Her mother knows  that she’s mulled it over and over in her head on the way here. She probably knew that Tessa has turned her phone off. She probably also knows  that it’d been the little things. Like it had been with her and her husband.

And that’s it, Tessa realizes. That’s what she automatically sees whenever she thinks about the little things. When she was younger, she  _ had _ noticed, but she hadn’t thought anything of it.

“Was it like that with you and dad?” 

Her mother looks like she’s been pushed over a cliff with the question – and she doesn’t want to equate her parents’ divorce to her and Scott’s conflict.
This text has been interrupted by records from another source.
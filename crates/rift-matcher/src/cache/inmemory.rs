use super::Cache;
use crate::error::CacheError;
use parking_lot::RwLock;
use std::collections::HashMap;
use std::sync::atomic::{AtomicU64, Ordering};
use tracing::{debug, trace};

#[derive(Debug)]
struct CacheEntry {
    value: Vec<u8>,
    /// Logical clock value of the last access
    last_accessed: u64,
}

/// Counters describing cache activity.
#[derive(Clone, Debug, Default, PartialEq, Eq)]
pub struct CacheStats {
    pub hits: u64,
    pub misses: u64,
    pub inserts: u64,
    pub evictions: u64,
    pub size: usize,
}

impl CacheStats {
    pub fn hit_rate(&self) -> f64 {
        let total = self.hits + self.misses;
        if total == 0 {
            0.0
        } else {
            self.hits as f64 / total as f64
        }
    }
}

#[derive(Debug, Default)]
struct CacheState {
    entries: HashMap<String, CacheEntry>,
    stats: CacheStats,
}

/// Bounded in-memory cache evicting the least recently used entry.
#[derive(Debug)]
pub struct InMemoryCache {
    max_size: usize,
    clock: AtomicU64,
    /// Entries and stats share one lock so they never disagree
    state: RwLock<CacheState>,
}

impl InMemoryCache {
    pub fn new(max_size: usize) -> Self {
        debug!("Creating in-memory cache: max_size={}", max_size);
        Self {
            max_size: max_size.max(1),
            clock: AtomicU64::new(0),
            state: RwLock::new(CacheState::default()),
        }
    }

    fn tick(&self) -> u64 {
        self.clock.fetch_add(1, Ordering::Relaxed)
    }

    pub fn stats(&self) -> CacheStats {
        self.state.read().stats.clone()
    }

    pub fn len(&self) -> usize {
        self.state.read().entries.len()
    }

    pub fn is_empty(&self) -> bool {
        self.len() == 0
    }

    fn evict_lru(state: &mut CacheState) {
        let oldest = state
            .entries
            .iter()
            .min_by_key(|(_, entry)| entry.last_accessed)
            .map(|(key, _)| key.clone());

        if let Some(key) = oldest {
            state.entries.remove(&key);
            state.stats.evictions += 1;
            trace!("Evicted LRU cache entry: {}", key);
        }
    }
}

impl Default for InMemoryCache {
    fn default() -> Self {
        Self::new(10_000)
    }
}

impl Cache for InMemoryCache {
    fn get(&self, key: &str) -> Option<Vec<u8>> {
        let now = self.tick();
        let mut state = self.state.write();

        let value = state.entries.get_mut(key).map(|entry| {
            entry.last_accessed = now;
            entry.value.clone()
        });

        if value.is_some() {
            trace!("Cache hit for key: {}", key);
            state.stats.hits += 1;
        } else {
            trace!("Cache miss for key: {}", key);
            state.stats.misses += 1;
        }
        value
    }

    fn set(&self, key: &str, value: Vec<u8>) -> Result<(), CacheError> {
        let now = self.tick();
        let mut state = self.state.write();

        if state.entries.len() >= self.max_size && !state.entries.contains_key(key) {
            Self::evict_lru(&mut state);
        }

        state.entries.insert(
            key.to_string(),
            CacheEntry {
                value,
                last_accessed: now,
            },
        );
        state.stats.inserts += 1;
        state.stats.size = state.entries.len();
        Ok(())
    }

    fn get_all_entries(&self) -> Result<HashMap<String, Vec<u8>>, CacheError> {
        Ok(self
            .state
            .read()
            .entries
            .iter()
            .map(|(key, entry)| (key.clone(), entry.value.clone()))
            .collect())
    }

    fn delete_data(&self) -> Result<(), CacheError> {
        let mut state = self.state.write();
        state.entries.clear();
        state.stats.size = 0;
        debug!("Cache cleared");
        Ok(())
    }

    fn get_all_keys(&self) -> Vec<String> {
        self.state.read().entries.keys().cloned().collect()
    }
}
But the signs are there and it’s clouding her vision with memories from long ago, back when her parents would sequester themselves in their room and have quiet conversations that would still carry over the walls of the house like creeping vines.

The walls are pristine but they crumble underneath, and Tessa doesn’t want to think that that’s what is happening. And yet –

“Tess, no,” her mom replies, sitting across from her. Kate takes her hand in hers and squeezes reassuringly. “What you and Scott have, it’s different. You can’t see this and think about your dad and me.” Her grip becomes tighter. “Promise me, baby.”

She nods.

If she’s being honest, she doesn’t know what she thinks.

*

“I’m an idiot,” he says.

Lights travel across the dark interior of the car in waves, erratic, fast, as he drives some few kilometers per hour past the speed limit. 

His hands are freezing even with the heat turned on, and his eyes are cloudy with the tears he’s been trying to fight ever since he’d turned onto the the highway ramp. George is quietly sitting in the passenger seat, buckled in and swaddled in a little blanket he keeps in the trunk. He’s taken the wheels off the puppy from the moment he laid down with his head on the console, looking up at him with those huge black eyes. 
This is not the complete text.